Use of DNA Information as Evidence in Forensic
Forensic investigators rely to a larger extent on the DNA information collected from a crime scene to enhance their investigations or provide concrete evidence that will close their case, however, the use of DNA information as evidence is marred with series of issues that question the reliability of the process of collecting the highly susceptible DNA where a slight mistake can lead to a wrong prosecution, therefore, admissibility of DNA results as evidence of a crime in a court of law is seriously considered to ensure all procedures were followed correctly and DNA tests were conducted by a reliable DNA test lab. It is therefore important to find a criminal defense attorney to defend you in case you ever find yourself accused of a crime where DNA is among the evidence being used to pin you to the crime, the attorney you choose, however, need to be experienced defense attorney who is versed in DNA cases, DNA collection and testing procedure so that can question the reliability of the process to raise the reliability of the DNA evidence in the case.

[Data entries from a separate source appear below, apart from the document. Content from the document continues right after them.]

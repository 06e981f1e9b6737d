pub mod chubb_autos;
pub mod hdi_autos;

use crate::context::ExtractionContext;
use crate::model::{ExtractionAlert, PolicyExtractionResult};
use crate::parsing::anchor::{self, SearchOptions};
use crate::parsing::{dates, money};
use regex::Regex;

/// A per-insurer, per-product extraction routine.
///
/// Implementations are pure: no I/O, no shared state, and `extract` never
/// fails. Every field is guarded independently; a missing or malformed
/// value degrades into an [`ExtractionAlert`] on the returned record
/// instead of aborting it. Supporting a new insurer/product pair means
/// implementing this trait in a new module and adding one registry row.
pub trait Extractor: Send + Sync {
    /// Stable identifier, e.g. "chubb-autos".
    fn name(&self) -> &str;

    fn extract(&self, ctx: &ExtractionContext) -> PolicyExtractionResult;
}

/// Lines of a located section, falling back to the whole document when the
/// section probe found nothing. Fields normally sourced from that section
/// can then still be recovered from other pages.
pub(crate) fn section_lines<'a>(section: &'a str, document: &'a str) -> Vec<&'a str> {
    let source = if section.trim().is_empty() {
        document
    } else {
        section
    };
    source.lines().collect()
}

/// Anchored amount field: searched, normalized to two fraction digits.
/// A value that refuses normalization is preserved raw with a malformed
/// alert; an absent value stays empty with a not-found alert.
pub(crate) fn amount_field(
    lines: &[&str],
    label: &Regex,
    opts: SearchOptions,
    field: &str,
    alerts: &mut Vec<ExtractionAlert>,
) -> String {
    match anchor::find_anchored_value(lines, label, opts, &money::accept_amount) {
        Some(raw) => match money::normalize_amount(&raw) {
            Some(normalized) => normalized,
            None => {
                alerts.push(ExtractionAlert::malformed(field, &raw));
                raw
            }
        },
        None => {
            alerts.push(ExtractionAlert::not_found(field));
            String::new()
        }
    }
}

/// Anchored date field: searched, normalized to ISO `YYYY-MM-DD`, same
/// degradation rules as [`amount_field`].
pub(crate) fn date_field(
    lines: &[&str],
    label: &Regex,
    opts: SearchOptions,
    field: &str,
    alerts: &mut Vec<ExtractionAlert>,
) -> String {
    match anchor::find_anchored_value(lines, label, opts, &dates::accept_raw_date) {
        Some(raw) => match dates::normalize_date(&raw) {
            Some(iso) => iso,
            None => {
                alerts.push(ExtractionAlert::malformed(field, &raw));
                raw
            }
        },
        None => {
            alerts.push(ExtractionAlert::not_found(field));
            String::new()
        }
    }
}

/// Anchored free-text field with a caller-supplied acceptor.
pub(crate) fn text_field(
    lines: &[&str],
    label: &Regex,
    opts: SearchOptions,
    accept: &dyn Fn(&str) -> Option<String>,
    field: &str,
    alerts: &mut Vec<ExtractionAlert>,
) -> String {
    match anchor::find_anchored_value(lines, label, opts, accept) {
        Some(value) => value,
        None => {
            alerts.push(ExtractionAlert::not_found(field));
            String::new()
        }
    }
}

#[cfg(test)]
mod tests {
    use super::*;
    use crate::model::AlertReason;
    use std::sync::LazyLock;

    static NET: LazyLock<Regex> = LazyLock::new(|| Regex::new(r"(?i)prima\s+neta").unwrap());

    #[test]
    fn test_amount_field_normalizes() {
        let mut alerts = Vec::new();
        let lines = ["Prima Neta 6,326.72"];
        let v = amount_field(
            &lines,
            &NET,
            SearchOptions::default(),
            "financials.net_premium",
            &mut alerts,
        );
        assert_eq!(v, "6326.72");
        assert!(alerts.is_empty());
    }

    #[test]
    fn test_amount_field_missing_alerts() {
        let mut alerts = Vec::new();
        let lines = ["sin montos"];
        let v = amount_field(
            &lines,
            &NET,
            SearchOptions::default(),
            "financials.net_premium",
            &mut alerts,
        );
        assert!(v.is_empty());
        assert_eq!(alerts.len(), 1);
        assert_eq!(alerts[0].reason, AlertReason::NotFound);
        assert_eq!(alerts[0].field, "financials.net_premium");
    }

    #[test]
    fn test_date_field_keeps_raw_when_malformed() {
        static DESDE: LazyLock<Regex> = LazyLock::new(|| Regex::new(r"(?i)desde").unwrap());
        let mut alerts = Vec::new();
        // Matches the numeric date shape but is not a real calendar date
        let lines = ["Desde: 31/02/2024"];
        let v = date_field(
            &lines,
            &DESDE,
            SearchOptions::default(),
            "validity.start_date",
            &mut alerts,
        );
        assert_eq!(v, "31/02/2024");
        assert_eq!(alerts[0].reason, AlertReason::Malformed);
    }
}
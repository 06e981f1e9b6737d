use poliza_core::extraction::pdftotext::PdftotextGlyphSource;
use poliza_core::extraction::GlyphSource;
use std::path::PathBuf;

pub fn run(
    pdf_file: PathBuf,
    only_page: Option<usize>,
) -> Result<(), poliza_core::error::PolizaError> {
    let pdf_bytes = std::fs::read(&pdf_file)?;
    let source = PdftotextGlyphSource::new();
    let page_glyphs = source.extract_glyphs(&pdf_bytes)?;
    let pages = poliza_core::reconstruct_pages(&page_glyphs);

    for page in &pages {
        if let Some(only) = only_page {
            if page.page_number != only {
                continue;
            }
        }
        println!("--- Página {} ---", page.page_number);
        println!("{}", page.raw_text);
        println!();
    }

    Ok(())
}
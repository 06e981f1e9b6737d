use serde::Deserialize;
use std::sync::LazyLock;

const ESTADOS_JSON: &str = include_str!("../../../data/estados.json");

/// A Mexican state and the municipalities addresses can be anchored to.
/// Names are stored uppercase without accents, matching how insurers print
/// them. Extending coverage is a data edit in `data/estados.json`.
#[derive(Debug, Clone, Deserialize)]
pub struct StateEntry {
    pub name: String,
    #[serde(default)]
    pub municipalities: Vec<String>,
}

static STATES: LazyLock<Vec<StateEntry>> = LazyLock::new(|| {
    serde_json::from_str(ESTADOS_JSON).expect("embedded gazetteer is valid JSON")
});

/// Find a known state name inside a line (case-insensitive).
/// Longest match wins so "BAJA CALIFORNIA SUR" beats "BAJA CALIFORNIA".
pub fn find_state(line: &str) -> Option<&'static StateEntry> {
    let upper = fold(line);
    STATES
        .iter()
        .filter(|s| upper.contains(&s.name))
        .max_by_key(|s| s.name.len())
}

/// Find a known municipality inside a line, returning its state entry too.
/// Longer names are preferred so "SAN LUIS POTOSI" beats partial matches.
pub fn find_municipality(line: &str) -> Option<(&'static StateEntry, &'static str)> {
    let upper = fold(line);
    let mut best: Option<(&StateEntry, &str)> = None;
    for state in STATES.iter() {
        for muni in &state.municipalities {
            if upper.contains(muni.as_str())
                && best.map(|(_, m)| muni.len() > m.len()).unwrap_or(true)
            {
                best = Some((state, muni.as_str()));
            }
        }
    }
    best
}

/// Uppercase and strip the accents insurers sometimes keep.
fn fold(s: &str) -> String {
    s.to_uppercase()
        .chars()
        .map(|c| match c {
            'Á' => 'A',
            'É' => 'E',
            'Í' => 'I',
            'Ó' => 'O',
            'Ú' => 'U',
            'Ü' => 'U',
            _ => c,
        })
        .collect()
}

Although the use of DNA tests as evidence continues to become popular because of its matched ability to identify criminals, DNA cases are highly susceptible to errors, this article has outlined some common sources of these errors so keep reading this article.
The reliability of DNA results can be influenced by how the DNA was collected from the crime scene or the individual, the truth is even when a prosecutor is acting in good faith there are various points the highly susceptible DNA can get damaged, contaminated, compromised or even destroyed, this may happen during DNA collection, imagine all people who are involved at the crime scene police, witnesses, forensic detectives, and law enforcement support personnel, it can be difficult to tell how careful all these people were during DNA collection to avoid contamination or damage of the delicate DNA evidence.

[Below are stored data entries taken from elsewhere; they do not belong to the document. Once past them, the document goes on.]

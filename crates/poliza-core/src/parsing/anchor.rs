use regex::Regex;

/// Where a field's printed value sits relative to its label.
#[derive(Debug, Clone, Copy, Default)]
pub struct SearchOptions {
    /// The value prints on the line above its caption. Column layouts
    /// sometimes render the number first and the label underneath.
    pub value_precedes_label: bool,
}

/// Label-anchored value search over reconstructed lines.
///
/// For every line matching `label`, an ordered candidate list is evaluated
/// and the first candidate `accept` turns into a value wins:
///
/// 1. the previous line, when `value_precedes_label` is set
/// 2. the matching line itself: first the text after the label, then the
///    text before it
/// 3. the next line
/// 4. the previous line, as a symmetric last resort
///
/// The same logical field appears in different relative positions across
/// insurer templates, and even within one template when a printed value
/// wraps to an adjacent line; the fallback chain covers all observed
/// placements. Returns `None` when every candidate of every matching line
/// is rejected — the caller records the missing field as an alert.
pub fn find_anchored_value(
    lines: &[&str],
    label: &Regex,
    opts: SearchOptions,
    accept: &dyn Fn(&str) -> Option<String>,
) -> Option<String> {
    for (i, line) in lines.iter().enumerate() {
        let Some(m) = label.find(line) else {
            continue;
        };

        let after = &line[m.end()..];
        let before = &line[..m.start()];
        let prev = if i > 0 { Some(lines[i - 1]) } else { None };
        let next = lines.get(i + 1).copied();

        let mut candidates: Vec<&str> = Vec::with_capacity(5);
        if opts.value_precedes_label {
            if let Some(p) = prev {
                candidates.push(p);
            }
        }
        candidates.push(after);
        candidates.push(before);
        if let Some(n) = next {
            candidates.push(n);
        }
        if !opts.value_precedes_label {
            if let Some(p) = prev {
                candidates.push(p);
            }
        }

        for candidate in candidates {
            if let Some(value) = accept(candidate) {
                tracing::debug!(label = label.as_str(), value = %value, "anchored value found");
                return Some(value);
            }
        }
    }
    None
}

/// Truncate `s` at the earliest occurrence of any label keyword
/// (case-insensitive). Used to cut a captured value short when several
/// labeled fields share one physical line.
pub fn truncate_at_labels<'a>(s: &'a str, labels: &[&str]) -> &'a str {
    let upper = s.to_uppercase();
    let mut cut = s.len();
    for label in labels {
        if let Some(pos) = upper.find(&label.to_uppercase()) {
            // Uppercasing Spanish text is byte-length preserving here; the
            // position is clamped to a char boundary to stay safe.
            let mut pos = pos.min(s.len());
            while pos > 0 && !s.is_char_boundary(pos) {
                pos -= 1;
            }
            cut = cut.min(pos);
        }
    }
    s[..cut].trim_end_matches([':', ' ', '\t'])
}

DNA from a crime scene is mainly collected from bloodstains, dead skin, hair, etc but proofing that you collected enough to provide reliable DNA evidence in the courtroom is always a subject of discussion, furthermore, you need to proof and convince the jury and judge that the DNA was not comprised by exposure to cold or hot weather during collection and transportation to the lab for further analysis, police also need to assure the court that DNA collected came from a guilty person because an innocent bystander may be at the wrong place at the wrong time, all these possibilities make DNA cases complex as even when investigators are objective and thorough with their work such occurrences can exist which can send an innocent person to jail.

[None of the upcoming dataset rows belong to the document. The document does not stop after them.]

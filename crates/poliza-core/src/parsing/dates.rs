use chrono::NaiveDate;
use regex::Regex;
use std::collections::HashMap;
use std::sync::LazyLock;

/// Fixed month-name table: Spanish full names and the 3-letter
/// abbreviations insurers print inside `DD/Mon/YYYY` dates.
static MONTHS: LazyLock<HashMap<&'static str, u32>> = LazyLock::new(|| {
    let mut m = HashMap::new();
    m.insert("ene", 1);
    m.insert("enero", 1);
    m.insert("feb", 2);
    m.insert("febrero", 2);
    m.insert("mar", 3);
    m.insert("marzo", 3);
    m.insert("abr", 4);
    m.insert("abril", 4);
    m.insert("may", 5);
    m.insert("mayo", 5);
    m.insert("jun", 6);
    m.insert("junio", 6);
    m.insert("jul", 7);
    m.insert("julio", 7);
    m.insert("ago", 8);
    m.insert("agosto", 8);
    m.insert("sep", 9);
    m.insert("sept", 9);
    m.insert("septiembre", 9);
    m.insert("oct", 10);
    m.insert("octubre", 10);
    m.insert("nov", 11);
    m.insert("noviembre", 11);
    m.insert("dic", 12);
    m.insert("diciembre", 12);
    m
});

static ISO_RE: LazyLock<Regex> =
    LazyLock::new(|| Regex::new(r"^(\d{4})-(\d{2})-(\d{2})$").unwrap());
static MONTH_NAME_RE: LazyLock<Regex> =
    LazyLock::new(|| Regex::new(r"^(\d{1,2})/([A-Za-zÁÉÍÓÚáéíóú]{3,4})/(\d{4})$").unwrap());
static LONG_FORM_RE: LazyLock<Regex> = LazyLock::new(|| {
    Regex::new(r"(?i)^(\d{1,2})\s+de\s+([A-Za-zÁÉÍÓÚáéíóú]+)\s+de\s+(\d{4})$").unwrap()
});
static NUMERIC_RE: LazyLock<Regex> =
    LazyLock::new(|| Regex::new(r"^(\d{1,2})[/-](\d{1,2})[/-](\d{4})$").unwrap());

/// Unanchored variants used to pick a date token out of a longer line.
static FIND_MONTH_NAME_RE: LazyLock<Regex> =
    LazyLock::new(|| Regex::new(r"\d{1,2}/[A-Za-zÁÉÍÓÚáéíóú]{3,4}/\d{4}").unwrap());
static FIND_LONG_FORM_RE: LazyLock<Regex> = LazyLock::new(|| {
    Regex::new(r"(?i)\d{1,2}\s+de\s+[A-Za-zÁÉÍÓÚáéíóú]+\s+de\s+\d{4}").unwrap()
});
static FIND_NUMERIC_RE: LazyLock<Regex> =
    LazyLock::new(|| Regex::new(r"\d{1,2}[/-]\d{1,2}[/-]\d{4}").unwrap());
static FIND_ISO_RE: LazyLock<Regex> = LazyLock::new(|| Regex::new(r"\d{4}-\d{2}-\d{2}").unwrap());

/// Normalize a printed date to ISO `YYYY-MM-DD`.
///
/// Handles the four source formats that appear on supported policies:
/// - "01/MAY/2024" (abbreviated month name)
/// - "1 de mayo de 2024" (full Spanish month name)
/// - "01/05/2024"
/// - "01-05-2024"
///
/// Already-ISO input passes through validated, making the function
/// idempotent. Returns `None` for unrecognized or impossible calendar
/// dates; callers keep the raw string and record a malformed alert.
pub fn normalize_date(raw: &str) -> Option<String> {
    let s = raw.trim();

    if let Some(c) = ISO_RE.captures(s) {
        return build(parse_num(&c[1]), parse_num(&c[2]), parse_num(&c[3]));
    }
    if let Some(c) = MONTH_NAME_RE.captures(s) {
        let month = month_number(&c[2])?;
        return build(parse_num(&c[3]), month, parse_num(&c[1]));
    }
    if let Some(c) = LONG_FORM_RE.captures(s) {
        let month = month_number(&c[2])?;
        return build(parse_num(&c[3]), month, parse_num(&c[1]));
    }
    if let Some(c) = NUMERIC_RE.captures(s) {
        return build(parse_num(&c[3]), parse_num(&c[2]), parse_num(&c[1]));
    }
    None
}

/// First date-looking token inside `s`, raw. Shaped as an acceptor for
/// label-anchored searches; normalization (and the malformed alert when it
/// fails) happens at the caller.
pub fn accept_raw_date(s: &str) -> Option<String> {
    for re in [
        &*FIND_MONTH_NAME_RE,
        &*FIND_LONG_FORM_RE,
        &*FIND_ISO_RE,
        &*FIND_NUMERIC_RE,
    ] {
        if let Some(m) = re.find(s) {
            return Some(m.as_str().to_string());
        }
    }
    None
}

/// Parse an already-normalized ISO date.
pub fn as_naive(iso: &str) -> Option<NaiveDate> {
    NaiveDate::parse_from_str(iso, "%Y-%m-%d").ok()
}

fn month_number(name: &str) -> Option<u32> {
    let folded: String = name
        .to_lowercase()
        .chars()
        .map(|c| match c {
            'á' => 'a',
            'é' => 'e',
            'í' => 'i',
            'ó' => 'o',
            'ú' => 'u',
            _ => c,
        })
        .collect();
    MONTHS.get(folded.as_str()).copied()
}

fn parse_num(s: &str) -> u32 {
    s.parse().unwrap_or(0)
}

fn build(year: u32, month: u32, day: u32) -> Option<String> {
    let date = NaiveDate::from_ymd_opt(year as i32, month, day)?;
    Some(date.format("%Y-%m-%d").to_string())
}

Human beings have over 99.9 percent DNA similarity with 0.1 percent being distinct to a specific individual, this makes it challenging for the forensic team to use DNA collected from a small sample in a crime scene which may be compromised or damaged as evidence, however, with modern technology reliability of finding the distinct 0.1 percent DNA from a small sample has seen DNA evidence becoming more and more admissible in courtroom. Those are some reasons why DNA cases are complex.